PROBLEM TO WORK ON
Copy each line of the records that holds the string "when".

DATA RECORDS
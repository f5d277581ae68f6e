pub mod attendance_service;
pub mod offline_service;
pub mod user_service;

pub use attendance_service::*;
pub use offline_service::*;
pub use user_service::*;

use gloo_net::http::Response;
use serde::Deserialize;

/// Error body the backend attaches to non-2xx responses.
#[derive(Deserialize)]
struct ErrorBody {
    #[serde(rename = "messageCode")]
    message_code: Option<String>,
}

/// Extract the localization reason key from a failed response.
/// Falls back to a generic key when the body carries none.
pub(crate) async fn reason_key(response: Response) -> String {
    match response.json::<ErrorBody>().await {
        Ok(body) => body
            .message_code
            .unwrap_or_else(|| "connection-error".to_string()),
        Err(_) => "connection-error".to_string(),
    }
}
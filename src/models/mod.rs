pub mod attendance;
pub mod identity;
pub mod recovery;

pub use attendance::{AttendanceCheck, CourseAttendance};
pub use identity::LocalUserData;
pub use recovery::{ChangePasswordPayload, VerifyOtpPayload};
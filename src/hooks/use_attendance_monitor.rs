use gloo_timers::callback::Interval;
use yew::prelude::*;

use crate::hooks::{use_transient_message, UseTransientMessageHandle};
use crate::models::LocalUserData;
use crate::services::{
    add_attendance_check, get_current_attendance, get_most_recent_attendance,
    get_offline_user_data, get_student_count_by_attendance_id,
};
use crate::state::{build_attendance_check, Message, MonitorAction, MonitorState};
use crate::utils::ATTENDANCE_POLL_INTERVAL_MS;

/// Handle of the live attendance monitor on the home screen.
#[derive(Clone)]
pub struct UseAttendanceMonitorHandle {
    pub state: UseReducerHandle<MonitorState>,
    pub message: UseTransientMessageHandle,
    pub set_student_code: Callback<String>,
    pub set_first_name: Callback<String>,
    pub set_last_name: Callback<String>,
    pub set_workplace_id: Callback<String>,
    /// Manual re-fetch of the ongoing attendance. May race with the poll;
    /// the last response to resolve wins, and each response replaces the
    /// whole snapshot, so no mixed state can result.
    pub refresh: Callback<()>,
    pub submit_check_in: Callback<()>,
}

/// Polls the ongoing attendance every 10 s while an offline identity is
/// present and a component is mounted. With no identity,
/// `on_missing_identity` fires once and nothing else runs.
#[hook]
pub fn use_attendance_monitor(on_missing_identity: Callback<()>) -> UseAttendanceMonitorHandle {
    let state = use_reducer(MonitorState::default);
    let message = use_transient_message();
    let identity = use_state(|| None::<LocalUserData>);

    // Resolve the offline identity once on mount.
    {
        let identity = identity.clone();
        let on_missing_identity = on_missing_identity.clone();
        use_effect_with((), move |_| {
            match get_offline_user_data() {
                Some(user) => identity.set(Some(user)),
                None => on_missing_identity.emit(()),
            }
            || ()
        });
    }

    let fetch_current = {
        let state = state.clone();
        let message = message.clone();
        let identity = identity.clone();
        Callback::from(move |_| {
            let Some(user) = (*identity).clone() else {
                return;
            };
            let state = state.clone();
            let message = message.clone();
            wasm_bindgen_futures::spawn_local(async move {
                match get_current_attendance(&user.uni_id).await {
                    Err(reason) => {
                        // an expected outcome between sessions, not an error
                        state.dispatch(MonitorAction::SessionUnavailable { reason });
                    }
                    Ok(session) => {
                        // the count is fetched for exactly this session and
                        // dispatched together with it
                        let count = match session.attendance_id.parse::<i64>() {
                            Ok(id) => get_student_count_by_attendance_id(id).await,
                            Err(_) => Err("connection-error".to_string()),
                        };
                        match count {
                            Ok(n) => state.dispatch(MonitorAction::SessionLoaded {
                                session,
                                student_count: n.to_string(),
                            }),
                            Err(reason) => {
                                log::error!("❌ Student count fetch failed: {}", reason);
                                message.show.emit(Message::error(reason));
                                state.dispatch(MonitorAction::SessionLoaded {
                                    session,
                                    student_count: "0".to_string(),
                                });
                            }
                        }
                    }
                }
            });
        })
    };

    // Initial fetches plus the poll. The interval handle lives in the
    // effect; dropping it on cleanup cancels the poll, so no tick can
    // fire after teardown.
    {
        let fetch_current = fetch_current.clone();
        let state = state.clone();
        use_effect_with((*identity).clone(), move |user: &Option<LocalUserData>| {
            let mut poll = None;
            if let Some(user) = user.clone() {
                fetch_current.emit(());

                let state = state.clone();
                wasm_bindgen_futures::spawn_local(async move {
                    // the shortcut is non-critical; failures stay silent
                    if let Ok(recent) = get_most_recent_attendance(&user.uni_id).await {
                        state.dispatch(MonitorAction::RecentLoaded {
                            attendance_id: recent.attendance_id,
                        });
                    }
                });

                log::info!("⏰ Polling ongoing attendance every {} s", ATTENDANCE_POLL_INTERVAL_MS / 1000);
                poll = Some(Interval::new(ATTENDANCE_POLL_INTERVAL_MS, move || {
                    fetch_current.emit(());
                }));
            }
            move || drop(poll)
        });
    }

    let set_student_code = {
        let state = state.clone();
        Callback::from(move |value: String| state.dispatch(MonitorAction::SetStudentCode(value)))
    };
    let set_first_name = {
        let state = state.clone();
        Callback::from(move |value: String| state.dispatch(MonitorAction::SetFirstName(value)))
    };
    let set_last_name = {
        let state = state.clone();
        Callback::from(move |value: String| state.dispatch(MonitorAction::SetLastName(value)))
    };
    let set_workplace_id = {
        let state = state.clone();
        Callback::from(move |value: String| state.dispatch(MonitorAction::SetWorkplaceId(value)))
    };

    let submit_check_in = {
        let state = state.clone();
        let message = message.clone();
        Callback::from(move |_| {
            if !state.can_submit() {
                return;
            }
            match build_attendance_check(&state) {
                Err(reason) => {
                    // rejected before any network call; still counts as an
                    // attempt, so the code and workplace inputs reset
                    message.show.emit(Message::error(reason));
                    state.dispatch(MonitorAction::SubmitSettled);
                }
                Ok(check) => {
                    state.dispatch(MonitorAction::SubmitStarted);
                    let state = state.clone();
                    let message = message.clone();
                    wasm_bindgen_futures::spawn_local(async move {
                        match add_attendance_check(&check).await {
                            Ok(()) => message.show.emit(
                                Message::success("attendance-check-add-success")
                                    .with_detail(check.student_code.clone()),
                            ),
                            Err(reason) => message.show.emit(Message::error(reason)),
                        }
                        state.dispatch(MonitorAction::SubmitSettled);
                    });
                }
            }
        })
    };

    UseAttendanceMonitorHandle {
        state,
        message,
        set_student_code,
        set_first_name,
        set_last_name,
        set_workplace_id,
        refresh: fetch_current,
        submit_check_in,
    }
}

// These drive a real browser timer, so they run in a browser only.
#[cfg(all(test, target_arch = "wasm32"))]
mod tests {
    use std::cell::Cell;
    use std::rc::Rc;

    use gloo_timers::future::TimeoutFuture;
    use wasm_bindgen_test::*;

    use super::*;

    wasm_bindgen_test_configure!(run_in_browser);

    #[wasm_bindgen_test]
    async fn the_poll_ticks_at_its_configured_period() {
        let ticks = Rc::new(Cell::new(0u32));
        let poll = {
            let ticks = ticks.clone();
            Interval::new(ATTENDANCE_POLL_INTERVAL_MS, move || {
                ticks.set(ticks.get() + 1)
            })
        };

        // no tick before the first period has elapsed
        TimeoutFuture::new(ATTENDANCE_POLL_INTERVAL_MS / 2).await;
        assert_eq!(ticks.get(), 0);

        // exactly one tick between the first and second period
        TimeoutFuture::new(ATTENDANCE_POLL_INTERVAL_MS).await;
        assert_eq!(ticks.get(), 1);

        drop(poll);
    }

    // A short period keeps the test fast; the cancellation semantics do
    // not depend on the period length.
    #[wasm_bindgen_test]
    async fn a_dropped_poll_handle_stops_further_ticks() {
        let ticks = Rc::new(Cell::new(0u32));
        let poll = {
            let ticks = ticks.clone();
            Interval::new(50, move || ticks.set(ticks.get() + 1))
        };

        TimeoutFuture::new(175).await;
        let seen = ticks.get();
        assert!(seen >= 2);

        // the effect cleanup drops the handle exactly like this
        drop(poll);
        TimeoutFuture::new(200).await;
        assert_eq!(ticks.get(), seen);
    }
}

==

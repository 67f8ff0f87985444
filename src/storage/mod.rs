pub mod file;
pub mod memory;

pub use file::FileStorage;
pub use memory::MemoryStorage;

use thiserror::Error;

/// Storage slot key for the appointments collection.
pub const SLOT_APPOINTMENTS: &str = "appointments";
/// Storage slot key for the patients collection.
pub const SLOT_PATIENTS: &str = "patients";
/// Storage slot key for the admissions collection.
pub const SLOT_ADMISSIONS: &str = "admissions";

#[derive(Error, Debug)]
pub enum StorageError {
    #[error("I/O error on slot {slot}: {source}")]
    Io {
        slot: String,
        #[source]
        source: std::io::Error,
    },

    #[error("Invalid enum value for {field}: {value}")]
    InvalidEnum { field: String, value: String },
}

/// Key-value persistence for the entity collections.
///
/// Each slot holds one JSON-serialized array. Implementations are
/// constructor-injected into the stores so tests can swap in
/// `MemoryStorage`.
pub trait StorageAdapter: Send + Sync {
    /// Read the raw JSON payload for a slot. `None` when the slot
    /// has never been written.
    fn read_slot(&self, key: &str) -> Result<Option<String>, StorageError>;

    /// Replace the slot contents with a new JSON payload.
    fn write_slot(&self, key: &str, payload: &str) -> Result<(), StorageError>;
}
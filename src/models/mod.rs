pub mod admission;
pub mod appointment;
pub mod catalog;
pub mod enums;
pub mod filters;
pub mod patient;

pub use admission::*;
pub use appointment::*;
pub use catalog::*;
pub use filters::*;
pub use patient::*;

PROBLEM SOLUTION
/// Falls back to a generic key when the body carries none.
    /// Read the raw JSON payload for a slot. `None` when the slot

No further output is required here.